_Task objective_: Lines from the records below that contain the word "EntitySetsConfig" are to be copied out.

--

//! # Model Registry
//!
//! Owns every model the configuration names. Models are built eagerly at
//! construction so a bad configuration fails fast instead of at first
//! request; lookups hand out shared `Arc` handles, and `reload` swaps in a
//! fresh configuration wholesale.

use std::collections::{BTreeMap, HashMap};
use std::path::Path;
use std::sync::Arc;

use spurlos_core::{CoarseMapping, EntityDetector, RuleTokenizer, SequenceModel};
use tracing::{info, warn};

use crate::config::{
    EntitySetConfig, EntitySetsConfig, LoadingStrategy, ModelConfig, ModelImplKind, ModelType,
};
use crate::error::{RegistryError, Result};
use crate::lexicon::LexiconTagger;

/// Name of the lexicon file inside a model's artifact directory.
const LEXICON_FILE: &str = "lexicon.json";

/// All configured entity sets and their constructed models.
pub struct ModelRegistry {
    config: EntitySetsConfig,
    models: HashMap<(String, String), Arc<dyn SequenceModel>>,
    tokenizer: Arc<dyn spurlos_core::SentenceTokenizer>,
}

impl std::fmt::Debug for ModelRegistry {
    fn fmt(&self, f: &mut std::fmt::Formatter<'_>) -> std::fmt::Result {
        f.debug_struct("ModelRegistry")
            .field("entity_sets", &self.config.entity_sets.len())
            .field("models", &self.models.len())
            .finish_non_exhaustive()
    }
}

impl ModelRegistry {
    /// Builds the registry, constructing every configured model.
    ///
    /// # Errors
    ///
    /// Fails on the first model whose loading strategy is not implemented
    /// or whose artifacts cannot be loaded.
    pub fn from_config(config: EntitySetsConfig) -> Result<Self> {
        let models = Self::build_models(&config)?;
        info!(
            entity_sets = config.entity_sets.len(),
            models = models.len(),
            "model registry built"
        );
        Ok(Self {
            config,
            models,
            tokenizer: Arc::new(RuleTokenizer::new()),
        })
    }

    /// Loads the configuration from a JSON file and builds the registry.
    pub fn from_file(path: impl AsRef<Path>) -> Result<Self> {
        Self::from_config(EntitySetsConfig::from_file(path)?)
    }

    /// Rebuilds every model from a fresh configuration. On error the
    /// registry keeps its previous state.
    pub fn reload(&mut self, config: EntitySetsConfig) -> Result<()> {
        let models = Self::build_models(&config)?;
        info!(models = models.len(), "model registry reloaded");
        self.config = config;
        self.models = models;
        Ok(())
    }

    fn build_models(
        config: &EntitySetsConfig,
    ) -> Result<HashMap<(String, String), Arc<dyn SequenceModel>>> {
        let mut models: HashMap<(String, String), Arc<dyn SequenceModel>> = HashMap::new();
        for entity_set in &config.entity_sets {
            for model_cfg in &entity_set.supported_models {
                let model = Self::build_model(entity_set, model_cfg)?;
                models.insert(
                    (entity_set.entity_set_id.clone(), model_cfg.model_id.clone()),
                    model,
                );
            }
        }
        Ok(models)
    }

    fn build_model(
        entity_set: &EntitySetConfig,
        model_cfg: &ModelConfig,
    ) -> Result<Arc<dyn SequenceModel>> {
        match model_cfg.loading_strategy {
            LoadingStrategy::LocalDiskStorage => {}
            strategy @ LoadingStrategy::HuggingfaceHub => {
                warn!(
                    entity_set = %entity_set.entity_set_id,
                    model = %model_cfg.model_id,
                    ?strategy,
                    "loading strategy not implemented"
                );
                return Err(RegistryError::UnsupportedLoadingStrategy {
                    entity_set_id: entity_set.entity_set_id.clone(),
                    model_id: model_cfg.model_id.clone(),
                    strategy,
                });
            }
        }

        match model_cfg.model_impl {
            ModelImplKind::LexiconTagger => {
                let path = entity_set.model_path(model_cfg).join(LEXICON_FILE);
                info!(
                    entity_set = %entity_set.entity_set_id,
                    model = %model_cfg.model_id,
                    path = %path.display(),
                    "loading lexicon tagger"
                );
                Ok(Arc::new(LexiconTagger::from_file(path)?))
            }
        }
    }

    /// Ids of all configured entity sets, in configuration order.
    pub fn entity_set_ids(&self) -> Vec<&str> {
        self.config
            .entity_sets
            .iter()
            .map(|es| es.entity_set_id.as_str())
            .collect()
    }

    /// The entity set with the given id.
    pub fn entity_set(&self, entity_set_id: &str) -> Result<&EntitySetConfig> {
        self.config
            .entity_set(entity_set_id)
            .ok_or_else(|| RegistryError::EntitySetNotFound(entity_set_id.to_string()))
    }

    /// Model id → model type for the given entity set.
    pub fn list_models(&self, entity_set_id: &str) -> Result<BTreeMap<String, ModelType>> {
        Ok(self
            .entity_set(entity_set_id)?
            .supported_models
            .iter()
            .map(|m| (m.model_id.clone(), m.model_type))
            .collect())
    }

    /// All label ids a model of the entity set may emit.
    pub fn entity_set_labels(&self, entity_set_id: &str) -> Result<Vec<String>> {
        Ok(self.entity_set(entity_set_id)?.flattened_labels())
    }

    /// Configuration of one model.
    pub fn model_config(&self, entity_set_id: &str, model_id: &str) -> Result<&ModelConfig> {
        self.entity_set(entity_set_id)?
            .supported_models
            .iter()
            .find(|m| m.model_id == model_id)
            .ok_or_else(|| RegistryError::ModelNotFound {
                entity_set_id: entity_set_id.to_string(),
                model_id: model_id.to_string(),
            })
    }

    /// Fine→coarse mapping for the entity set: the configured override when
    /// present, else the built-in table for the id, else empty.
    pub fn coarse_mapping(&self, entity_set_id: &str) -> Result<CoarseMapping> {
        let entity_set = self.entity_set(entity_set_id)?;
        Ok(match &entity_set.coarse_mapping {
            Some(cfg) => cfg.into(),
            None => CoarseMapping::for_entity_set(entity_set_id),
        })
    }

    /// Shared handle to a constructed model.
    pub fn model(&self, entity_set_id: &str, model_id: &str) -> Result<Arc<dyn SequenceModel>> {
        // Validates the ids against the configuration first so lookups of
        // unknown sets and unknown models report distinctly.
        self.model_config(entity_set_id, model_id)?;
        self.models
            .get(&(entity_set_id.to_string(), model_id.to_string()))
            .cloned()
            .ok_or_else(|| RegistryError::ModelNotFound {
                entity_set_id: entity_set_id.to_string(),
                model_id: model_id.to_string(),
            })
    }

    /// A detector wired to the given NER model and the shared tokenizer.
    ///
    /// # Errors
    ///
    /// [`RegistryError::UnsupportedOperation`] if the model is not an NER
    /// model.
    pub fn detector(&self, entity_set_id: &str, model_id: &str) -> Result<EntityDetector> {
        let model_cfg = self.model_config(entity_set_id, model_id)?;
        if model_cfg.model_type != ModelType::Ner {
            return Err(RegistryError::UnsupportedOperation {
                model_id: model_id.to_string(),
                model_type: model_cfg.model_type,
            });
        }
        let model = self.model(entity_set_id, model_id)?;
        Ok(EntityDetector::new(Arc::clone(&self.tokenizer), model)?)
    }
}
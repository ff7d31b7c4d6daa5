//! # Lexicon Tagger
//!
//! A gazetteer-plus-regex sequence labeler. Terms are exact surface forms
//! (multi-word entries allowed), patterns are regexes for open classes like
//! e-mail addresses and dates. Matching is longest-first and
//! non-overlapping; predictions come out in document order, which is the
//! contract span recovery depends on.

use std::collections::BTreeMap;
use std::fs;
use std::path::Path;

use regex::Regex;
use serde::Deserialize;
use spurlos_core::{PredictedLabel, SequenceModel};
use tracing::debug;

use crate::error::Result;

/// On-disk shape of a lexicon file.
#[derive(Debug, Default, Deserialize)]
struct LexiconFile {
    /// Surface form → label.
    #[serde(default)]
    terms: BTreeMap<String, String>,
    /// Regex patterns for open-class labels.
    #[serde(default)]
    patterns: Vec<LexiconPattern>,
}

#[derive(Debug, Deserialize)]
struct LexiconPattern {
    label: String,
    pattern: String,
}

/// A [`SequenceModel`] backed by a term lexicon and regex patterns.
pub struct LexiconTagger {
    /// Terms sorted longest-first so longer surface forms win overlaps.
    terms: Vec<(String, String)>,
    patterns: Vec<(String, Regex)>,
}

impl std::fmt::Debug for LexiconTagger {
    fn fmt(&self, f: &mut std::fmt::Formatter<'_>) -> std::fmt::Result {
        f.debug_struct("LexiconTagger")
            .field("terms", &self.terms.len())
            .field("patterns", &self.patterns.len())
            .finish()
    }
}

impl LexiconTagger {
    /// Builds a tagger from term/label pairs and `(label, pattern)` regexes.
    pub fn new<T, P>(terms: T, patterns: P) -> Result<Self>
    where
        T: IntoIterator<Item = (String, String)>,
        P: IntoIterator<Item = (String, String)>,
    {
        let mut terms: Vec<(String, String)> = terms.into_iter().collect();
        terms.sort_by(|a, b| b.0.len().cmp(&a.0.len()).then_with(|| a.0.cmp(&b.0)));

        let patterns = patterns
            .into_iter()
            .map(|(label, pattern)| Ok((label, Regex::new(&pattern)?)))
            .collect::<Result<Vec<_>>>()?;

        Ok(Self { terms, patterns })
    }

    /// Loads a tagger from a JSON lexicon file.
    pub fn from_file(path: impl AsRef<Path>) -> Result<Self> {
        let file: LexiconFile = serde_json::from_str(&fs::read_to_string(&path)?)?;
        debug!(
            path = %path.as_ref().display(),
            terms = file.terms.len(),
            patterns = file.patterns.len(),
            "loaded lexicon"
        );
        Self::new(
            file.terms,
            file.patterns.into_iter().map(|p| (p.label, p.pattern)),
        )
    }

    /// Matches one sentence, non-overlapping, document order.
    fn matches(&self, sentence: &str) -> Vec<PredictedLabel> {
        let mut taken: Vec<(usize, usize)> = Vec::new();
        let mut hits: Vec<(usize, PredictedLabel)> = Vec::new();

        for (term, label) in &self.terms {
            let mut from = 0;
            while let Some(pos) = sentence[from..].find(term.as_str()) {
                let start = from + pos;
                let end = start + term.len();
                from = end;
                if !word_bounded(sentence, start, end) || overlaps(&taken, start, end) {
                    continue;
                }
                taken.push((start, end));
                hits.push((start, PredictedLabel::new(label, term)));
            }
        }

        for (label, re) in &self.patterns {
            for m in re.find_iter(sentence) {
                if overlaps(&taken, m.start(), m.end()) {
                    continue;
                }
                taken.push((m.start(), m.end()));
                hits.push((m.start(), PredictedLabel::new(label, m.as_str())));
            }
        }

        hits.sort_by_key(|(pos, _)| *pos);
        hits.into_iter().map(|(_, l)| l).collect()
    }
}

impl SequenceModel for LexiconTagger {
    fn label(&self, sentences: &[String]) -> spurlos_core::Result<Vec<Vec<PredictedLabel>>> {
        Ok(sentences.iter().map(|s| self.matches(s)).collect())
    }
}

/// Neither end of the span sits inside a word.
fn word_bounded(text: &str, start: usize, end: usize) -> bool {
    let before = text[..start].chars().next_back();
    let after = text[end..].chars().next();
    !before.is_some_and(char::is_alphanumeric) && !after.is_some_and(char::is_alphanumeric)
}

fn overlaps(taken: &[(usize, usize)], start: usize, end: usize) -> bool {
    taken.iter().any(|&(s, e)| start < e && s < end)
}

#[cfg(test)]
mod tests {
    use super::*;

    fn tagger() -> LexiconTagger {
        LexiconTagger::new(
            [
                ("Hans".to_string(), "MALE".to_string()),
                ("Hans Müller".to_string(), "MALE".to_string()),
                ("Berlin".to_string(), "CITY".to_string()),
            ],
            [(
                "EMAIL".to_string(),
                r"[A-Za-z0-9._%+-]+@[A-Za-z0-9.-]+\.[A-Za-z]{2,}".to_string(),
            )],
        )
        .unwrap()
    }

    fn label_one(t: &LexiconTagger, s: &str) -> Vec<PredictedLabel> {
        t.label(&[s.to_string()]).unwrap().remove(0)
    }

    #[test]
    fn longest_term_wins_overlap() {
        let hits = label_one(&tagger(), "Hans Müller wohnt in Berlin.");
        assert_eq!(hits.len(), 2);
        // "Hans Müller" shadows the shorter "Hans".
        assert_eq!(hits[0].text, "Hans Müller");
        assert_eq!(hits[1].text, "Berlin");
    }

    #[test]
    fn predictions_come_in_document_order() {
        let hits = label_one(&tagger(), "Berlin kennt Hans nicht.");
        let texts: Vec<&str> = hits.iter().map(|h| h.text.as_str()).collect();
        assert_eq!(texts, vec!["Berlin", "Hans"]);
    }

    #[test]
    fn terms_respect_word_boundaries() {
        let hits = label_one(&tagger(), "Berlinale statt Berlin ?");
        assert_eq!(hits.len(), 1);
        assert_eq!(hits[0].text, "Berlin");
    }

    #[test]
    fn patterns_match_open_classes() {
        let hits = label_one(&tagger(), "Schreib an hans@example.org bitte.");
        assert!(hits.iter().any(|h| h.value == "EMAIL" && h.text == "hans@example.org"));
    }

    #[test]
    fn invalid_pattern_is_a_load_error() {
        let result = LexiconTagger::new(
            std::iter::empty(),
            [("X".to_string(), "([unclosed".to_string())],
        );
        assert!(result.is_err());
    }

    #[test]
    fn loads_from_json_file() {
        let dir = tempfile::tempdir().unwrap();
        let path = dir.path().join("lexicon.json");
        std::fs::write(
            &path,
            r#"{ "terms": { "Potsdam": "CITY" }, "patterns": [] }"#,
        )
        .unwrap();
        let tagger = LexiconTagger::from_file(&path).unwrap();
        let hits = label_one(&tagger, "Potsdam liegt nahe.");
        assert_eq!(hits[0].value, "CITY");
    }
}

--

_Result of this task_:
    EntitySetConfig, EntitySetsConfig, LoadingStrategy, ModelConfig, ModelImplKind, ModelType,
    config: EntitySetsConfig,
    pub fn from_config(config: EntitySetsConfig) -> Result<Self> {
        Self::from_config(EntitySetsConfig::from_file(path)?)
    pub fn reload(&mut self, config: EntitySetsConfig) -> Result<()> {
        config: &EntitySetsConfig,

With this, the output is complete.